Que peut apporter le big data à la prévention ?

L'actuariel 30 - Octobre 2018

Actuariat Transition

Les données numériques forment des océans d’informations. C’est là que les algorithmes d’intelligence artificielle peuvent détecter des corrélations permettant de dessiner l’avenir. Cela promet d’immenses progrès, notamment en médecine, une fois les comportements humains modélisés…

Annoncé depuis une dizaine d’années, l’avènement de l’intelligence artificielle et du big data devient réalité. En juin, Google présentait son programme Medical Brain, qui peut, selon le groupe, évaluer précisément la probabilité qu’un patient décède lors d’un séjour à l’hôpital.
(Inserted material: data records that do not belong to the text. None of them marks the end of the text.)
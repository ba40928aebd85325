//! Dynamic-type wrappers
//!
//! Wrapper types for CRD fields whose OpenAPI schema cannot be expressed by a
//! plain Rust type. Each carries a hand-written JSON schema so the derived CRD
//! keeps the upstream shape (`x-kubernetes-preserve-unknown-fields`,
//! `x-kubernetes-int-or-string`, `format: byte`, `format: date-time`).

use std::borrow::Cow;

use schemars::{json_schema, JsonSchema, Schema, SchemaGenerator};
use serde::{Deserialize, Serialize};
use serde_json::Value;

/// Free-form subtree passed through to the manifest untouched.
#[derive(Debug, Clone, PartialEq, Default, Serialize, Deserialize)]
#[serde(transparent)]
pub struct DynamicValue(pub Value);

impl DynamicValue {
    /// Borrow the wrapped JSON value
    pub fn as_value(&self) -> &Value {
        &self.0
    }
}

impl From<Value> for DynamicValue {
    fn from(value: Value) -> Self {
        Self(value)
    }
}

impl JsonSchema for DynamicValue {
    fn schema_name() -> Cow<'static, str> {
        "DynamicValue".into()
    }

    fn inline_schema() -> bool {
        true
    }

    fn json_schema(_: &mut SchemaGenerator) -> Schema {
        json_schema!({
            "type": "object",
            "x-kubernetes-preserve-unknown-fields": true
        })
    }
}

/// Integer or string, as used by ports and durations in upstream CRDs.
#[derive(Debug, Clone, PartialEq, Eq, Serialize, Deserialize)]
#[serde(untagged)]
pub enum IntOrString {
    /// Integer form
    Int(i64),
    /// String form
    String(String),
}

impl JsonSchema for IntOrString {
    fn schema_name() -> Cow<'static, str> {
        "IntOrString".into()
    }

    fn inline_schema() -> bool {
        true
    }

    fn json_schema(_: &mut SchemaGenerator) -> Schema {
        json_schema!({
            "x-kubernetes-int-or-string": true,
            "anyOf": [
                { "type": "integer" },
                { "type": "string" }
            ]
        })
    }
}

/// Base64-encoded bytes (`format: byte`).
#[derive(Debug, Clone, PartialEq, Eq, Serialize, Deserialize)]
#[serde(transparent)]
pub struct Base64String(pub String);

impl JsonSchema for Base64String {
    fn schema_name() -> Cow<'static, str> {
        "Base64String".into()
    }

    fn inline_schema() -> bool {
        true
    }

    fn json_schema(_: &mut SchemaGenerator) -> Schema {
        json_schema!({
            "type": "string",
            "format": "byte"
        })
    }
}

/// RFC 3339 timestamp kept in its textual form (`format: date-time`).
#[derive(Debug, Clone, PartialEq, Eq, Serialize, Deserialize)]
#[serde(transparent)]
pub struct DateTimeString(pub String);

impl JsonSchema for DateTimeString {
    fn schema_name() -> Cow<'static, str> {
        "DateTimeString".into()
    }

    fn inline_schema() -> bool {
        true
    }

    fn json_schema(_: &mut SchemaGenerator) -> Schema {
        json_schema!({
            "type": "string",
            "format": "date-time"
        })
    }
}

/// Recursively remove `null` members from objects.
///
/// Array elements are kept in place; only object members are dropped.
pub fn prune_nulls(value: Value) -> Value {
    match value {
        Value::Object(map) => Value::Object(
            map.into_iter()
                .filter(|(_, v)| !v.is_null())
                .map(|(k, v)| (k, prune_nulls(v)))
                .collect(),
        ),
        Value::Array(items) => Value::Array(items.into_iter().map(prune_nulls).collect()),
        other => other,
    }
}
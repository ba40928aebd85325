//! External Secrets Operator CRDs (`external-secrets.io/v1beta1`)
//!
//! - ExternalSecrets (what to fetch and the Secret to write)
//! - SecretStores (namespaced provider configuration)
//! - ClusterSecretStores (cluster-wide provider configuration)

pub mod external_secret;
pub mod secret_store;

pub use external_secret::*;
pub use secret_store::*;
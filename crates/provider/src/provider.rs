//! Provider registry and workflows
//!
//! A [`Provider`] owns one resource type per supported CRD and drives the
//! create/read/update/delete lifecycle against a [`StateStore`]. Resources
//! are addressed as `<type_name>.<name>`.

use std::collections::BTreeMap;

use crds::{
    AppProject, Application, Certificate, ClusterIssuer, ClusterSecretStore, ExternalSecret,
    Issuer, PodMonitor, PrometheusRule, SecretStore, ServiceMonitor,
};
use kube::{CustomResourceExt, Resource};
use serde::de::DeserializeOwned;
use serde::Serialize;
use serde_json::Value;
use tracing::{debug, info, warn};

use crate::diagnostics::Diagnostics;
use crate::error::ProviderError;
use crate::manifest::ManifestResource;
use crate::resource::{LifecycleResponse, RenderResponse, ResourceType};
use crate::state::StateStore;

/// Provider type name used when none is configured
pub const DEFAULT_PROVIDER_TYPE_NAME: &str = "k8s";

/// Registry of manifest resource types
pub struct Provider {
    type_name: String,
    resources: BTreeMap<String, Box<dyn ResourceType>>,
}

impl std::fmt::Debug for Provider {
    fn fmt(&self, f: &mut std::fmt::Formatter<'_>) -> std::fmt::Result {
        f.debug_struct("Provider")
            .field("type_name", &self.type_name)
            .field("resources", &self.resources.keys().collect::<Vec<_>>())
            .finish()
    }
}

impl Provider {
    /// Create a provider with every supported CRD registered.
    pub fn new(type_name: &str) -> Result<Self, ProviderError> {
        let mut provider = Self::empty(type_name)?;

        provider.register::<Certificate>()?;
        provider.register::<Issuer>()?;
        provider.register::<ClusterIssuer>()?;
        provider.register::<ServiceMonitor>()?;
        provider.register::<PodMonitor>()?;
        provider.register::<PrometheusRule>()?;
        provider.register::<Application>()?;
        provider.register::<AppProject>()?;
        provider.register::<ExternalSecret>()?;
        provider.register::<SecretStore>()?;
        provider.register::<ClusterSecretStore>()?;

        info!(
            "Provider {} registered {} resource types",
            provider.type_name,
            provider.resources.len()
        );
        Ok(provider)
    }

    /// Create a provider with no resource types.
    pub fn empty(type_name: &str) -> Result<Self, ProviderError> {
        if !is_identifier(type_name) {
            return Err(ProviderError::InvalidTypeName(type_name.to_string()));
        }

        Ok(Self {
            type_name: type_name.to_string(),
            resources: BTreeMap::new(),
        })
    }

    /// Register the manifest resource type for CRD model `K`.
    pub fn register<K>(&mut self) -> Result<(), ProviderError>
    where
        K: Resource<DynamicType = ()> + CustomResourceExt + Serialize + DeserializeOwned + 'static,
    {
        let resource = ManifestResource::<K>::new(&self.type_name)?;
        self.register_resource(Box::new(resource));
        Ok(())
    }

    /// Register an arbitrary resource type, replacing one with the same name.
    pub fn register_resource(&mut self, resource: Box<dyn ResourceType>) {
        let name = resource.type_name().to_string();
        debug!("Registering resource type {}", name);
        if self.resources.insert(name.clone(), resource).is_some() {
            warn!("Resource type {} registered twice, keeping the latest", name);
        }
    }

    /// Provider type name, the prefix of every resource type name
    pub fn type_name(&self) -> &str {
        &self.type_name
    }

    /// Registered resource types, ordered by type name
    pub fn resource_types(&self) -> impl Iterator<Item = &dyn ResourceType> {
        self.resources.values().map(|r| r.as_ref())
    }

    /// Look up a resource type by name.
    pub fn resource(&self, type_name: &str) -> Result<&dyn ResourceType, ProviderError> {
        self.resources
            .get(type_name)
            .map(|r| r.as_ref())
            .ok_or_else(|| ProviderError::UnknownResourceType(type_name.to_string()))
    }

    /// Render configuration without touching state.
    pub fn render(&self, type_name: &str, config: &Value) -> Result<RenderResponse, ProviderError> {
        Ok(self.resource(type_name)?.render(config))
    }

    /// Create or update `<type_name>.<name>` from configuration.
    ///
    /// State is written only when the lifecycle operation produced no error
    /// diagnostics.
    pub fn apply(
        &self,
        store: &dyn StateStore,
        type_name: &str,
        name: &str,
        config: &Value,
    ) -> Result<LifecycleResponse, ProviderError> {
        let resource = self.resource(type_name)?;
        let address = address(type_name, name)?;

        let response = match store.get(&address)? {
            Some(prior) => {
                if prior.type_name != type_name {
                    return Err(ProviderError::TypeMismatch {
                        address,
                        actual: prior.type_name,
                        expected: type_name.to_string(),
                    });
                }
                debug!("{} exists in state, updating", address);
                resource.update(&prior, config)
            }
            None => {
                debug!("{} not in state, creating", address);
                resource.create(config)
            }
        };

        if !response.diagnostics.has_error() {
            if let Some(state) = &response.state {
                store.put(&address, state.clone())?;
                info!("Applied {}", address);
            }
        }
        Ok(response)
    }

    /// Read `address` back through its resource type and store the result.
    pub fn refresh(
        &self,
        store: &dyn StateStore,
        address: &str,
    ) -> Result<LifecycleResponse, ProviderError> {
        let (type_name, _) = split_address(address)?;
        let resource = self.resource(type_name)?;
        let state = store
            .get(address)?
            .ok_or_else(|| ProviderError::NotInState(address.to_string()))?;

        let response = resource.read(state);
        if !response.diagnostics.has_error() {
            if let Some(state) = &response.state {
                store.put(address, state.clone())?;
            }
        }
        debug!("Refreshed {}", address);
        Ok(response)
    }

    /// Delete `address` and drop it from state.
    pub fn destroy(
        &self,
        store: &dyn StateStore,
        address: &str,
    ) -> Result<Diagnostics, ProviderError> {
        let (type_name, _) = split_address(address)?;
        let resource = self.resource(type_name)?;
        let state = store
            .get(address)?
            .ok_or_else(|| ProviderError::NotInState(address.to_string()))?;

        let diagnostics = resource.delete(&state);
        if !diagnostics.has_error() {
            store.remove(address)?;
            info!("Destroyed {}", address);
        }
        Ok(diagnostics)
    }
}

/// Build the state address of a resource.
pub fn address(type_name: &str, name: &str) -> Result<String, ProviderError> {
    if !is_identifier(type_name) {
        return Err(ProviderError::InvalidAddress(format!(
            "invalid resource type name {:?}",
            type_name
        )));
    }
    if !is_identifier(name) {
        return Err(ProviderError::InvalidAddress(format!(
            "resource name {:?} must start with a letter or underscore and contain only letters, digits, '_' and '-'",
            name
        )));
    }
    Ok(format!("{}.{}", type_name, name))
}

fn split_address(address: &str) -> Result<(&str, &str), ProviderError> {
    match address.split_once('.') {
        Some((type_name, name)) if is_identifier(type_name) && is_identifier(name) => {
            Ok((type_name, name))
        }
        _ => Err(ProviderError::InvalidAddress(address.to_string())),
    }
}

fn is_identifier(value: &str) -> bool {
    let mut chars = value.chars();
    match chars.next() {
        Some(c) if c.is_ascii_alphabetic() || c == '_' => {}
        _ => return false,
    }
    chars.all(|c| c.is_ascii_alphanumeric() || c == '_' || c == '-')
}

#[cfg(test)]
mod tests {
    use super::*;
    use crate::state::MemoryStateStore;
    use serde_json::json;

    const CERTIFICATE: &str = "k8s_cert_manager_io_certificate_v1_manifest";

    fn certificate_config(secret_name: &str) -> Value {
        json!({
            "metadata": { "name": "web", "namespace": "default" },
            "spec": {
                "secret_name": secret_name,
                "issuer_ref": { "name": "letsencrypt" }
            }
        })
    }

    #[test]
    fn test_registers_all_crds() {
        let provider = Provider::new(DEFAULT_PROVIDER_TYPE_NAME).unwrap();
        let names: Vec<_> = provider.resource_types().map(|r| r.type_name()).collect();

        assert_eq!(names.len(), 11);
        assert!(names.contains(&CERTIFICATE));
        assert!(names.contains(&"k8s_monitoring_coreos_com_service_monitor_v1_manifest"));
        assert!(names.contains(&"k8s_argoproj_io_app_project_v1alpha1_manifest"));
        assert!(names.contains(&"k8s_external_secrets_io_cluster_secret_store_v1beta1_manifest"));
    }

    #[test]
    fn test_custom_provider_type_name() {
        let provider = Provider::new("acme").unwrap();
        assert!(provider.resource("acme_cert_manager_io_issuer_v1_manifest").is_ok());
        assert!(matches!(
            Provider::new("9lives"),
            Err(ProviderError::InvalidTypeName(name)) if name == "9lives"
        ));
    }

    #[test]
    fn test_unknown_resource_type() {
        let provider = Provider::new("k8s").unwrap();
        let err = provider.render("k8s_nope_manifest", &json!({})).unwrap_err();
        assert!(matches!(err, ProviderError::UnknownResourceType(_)));
    }

    #[test]
    fn test_address() {
        assert_eq!(address(CERTIFICATE, "web").unwrap(), format!("{}.web", CERTIFICATE));
        assert!(address(CERTIFICATE, "web.tls").is_err());
        assert!(address(CERTIFICATE, "").is_err());
        assert!(split_address("no-dot").is_err());
    }

    #[test]
    fn test_apply_creates_then_updates() {
        let provider = Provider::new("k8s").unwrap();
        let store = MemoryStateStore::new();

        let created = provider
            .apply(&store, CERTIFICATE, "web", &certificate_config("web-tls"))
            .unwrap()
            .state
            .unwrap();
        let updated = provider
            .apply(&store, CERTIFICATE, "web", &certificate_config("web-tls-2"))
            .unwrap()
            .state
            .unwrap();

        assert_eq!(created.id, updated.id);
        let stored = store.get(&address(CERTIFICATE, "web").unwrap()).unwrap().unwrap();
        assert_eq!(stored, updated);
        assert!(stored.yaml.contains("secretName: web-tls-2"));
    }

    #[test]
    fn test_apply_with_errors_leaves_state_untouched() {
        let provider = Provider::new("k8s").unwrap();
        let store = MemoryStateStore::new();

        let response = provider
            .apply(&store, CERTIFICATE, "web", &json!({ "metadata": { "name": "web" } }))
            .unwrap();

        assert!(response.diagnostics.has_error());
        assert!(response.state.is_none());
        assert!(store.list().unwrap().is_empty());
    }

    #[test]
    fn test_refresh_and_destroy() {
        let provider = Provider::new("k8s").unwrap();
        let store = MemoryStateStore::new();
        let address = address(CERTIFICATE, "web").unwrap();

        let created = provider
            .apply(&store, CERTIFICATE, "web", &certificate_config("web-tls"))
            .unwrap()
            .state
            .unwrap();

        let refreshed = provider.refresh(&store, &address).unwrap();
        assert_eq!(refreshed.state, Some(created));

        let diagnostics = provider.destroy(&store, &address).unwrap();
        assert!(diagnostics.is_empty());
        assert!(store.get(&address).unwrap().is_none());

        assert!(matches!(
            provider.destroy(&store, &address),
            Err(ProviderError::NotInState(_))
        ));
    }
}
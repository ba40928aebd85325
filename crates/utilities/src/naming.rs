//! Naming helpers
//!
//! CRD properties are camelCase (`secretName`, `repoURL`) while attribute
//! names are snake_case (`secret_name`, `repo_url`).

/// Convert a CRD property name to a snake_case attribute name.
///
/// Acronyms are kept together (`skipTLSVerify` -> `skip_tls_verify`) and a
/// trailing plural `s` stays attached to its acronym (`URIs` -> `uris`).
/// Separators (`-`, `.`, `/`, spaces) become underscores.
pub fn to_snake_case(name: &str) -> String {
    let chars: Vec<char> = name.chars().collect();
    let mut out = String::with_capacity(name.len() + 4);

    for (i, &c) in chars.iter().enumerate() {
        if matches!(c, '-' | '.' | '/' | ' ') {
            if !out.is_empty() && !out.ends_with('_') {
                out.push('_');
            }
            continue;
        }

        if c.is_uppercase() {
            if i > 0 && !out.is_empty() && !out.ends_with('_') {
                let prev = chars[i - 1];
                let next = chars.get(i + 1).copied();
                let starts_word = prev.is_lowercase()
                    || prev.is_ascii_digit()
                    || (prev.is_uppercase()
                        && next.is_some_and(|n| n.is_lowercase())
                        && !is_acronym_plural(&chars, i + 1));
                if starts_word {
                    out.push('_');
                }
            }
            out.extend(c.to_lowercase());
        } else {
            out.push(c);
        }
    }

    out
}

/// `s` at `idx` that ends an acronym like `URIs` or `IPs`.
fn is_acronym_plural(chars: &[char], idx: usize) -> bool {
    chars.get(idx) == Some(&'s')
        && chars.get(idx + 1).is_none_or(|c| c.is_uppercase())
}

/// Build the resource type name for a CRD.
///
/// `("k8s", "cert-manager.io", "Certificate", "v1")` becomes
/// `k8s_cert_manager_io_certificate_v1_manifest`.
pub fn resource_type_name(provider: &str, group: &str, kind: &str, version: &str) -> String {
    let group = group.replace(['.', '-'], "_");
    format!(
        "{}_{}_{}_{}_manifest",
        provider,
        group,
        to_snake_case(kind),
        version.to_lowercase()
    )
}
//! Argo CD CRDs (`argoproj.io/v1alpha1`)
//!
//! - Applications (a source rendered into a destination cluster)
//! - AppProjects (grouping and guard rails for Applications)

pub mod app_project;
pub mod application;

pub use app_project::*;
pub use application::*;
Plus près de chez nous, cet été, la gendarmerie a testé dans onze départements un nouveau logiciel prédictif. Les commandements de compagnie ont été équipés d’une plateforme web qui leur communiquait en temps réel les points chauds de leur secteur, une courbe indiquant l’évolution attendue des tentatives de cambriolage et de vols de voiture. Selon le service central de renseignement criminel de la gendarmerie, ce modèle prédit correctement l’évolution des faits à environ 85 %.

Détecter des corrélations prédictives

Ces logiciels s’appuient sur des algorithmes toujours plus puissants et auto-apprenants capables de traiter les volumes gigantesques de données issus des réseaux sociaux, des caméras de sécurité, des capteurs multiples, des satellites… Des algorithmes qui ne prédisent pas l’avenir, bien sûr, mais qui sont capables de détecter des corrélations suffisamment fines pour devenir prédictives. Ils promettent de révolutionner la prévention, notamment dans le domaine médical. Alors que l’industrie a déjà basculé dans ce monde numérique, chercheurs et entrepreneurs bouillonnent d’idées et de projets pour exploiter dans tous les autres secteurs le précieux filon.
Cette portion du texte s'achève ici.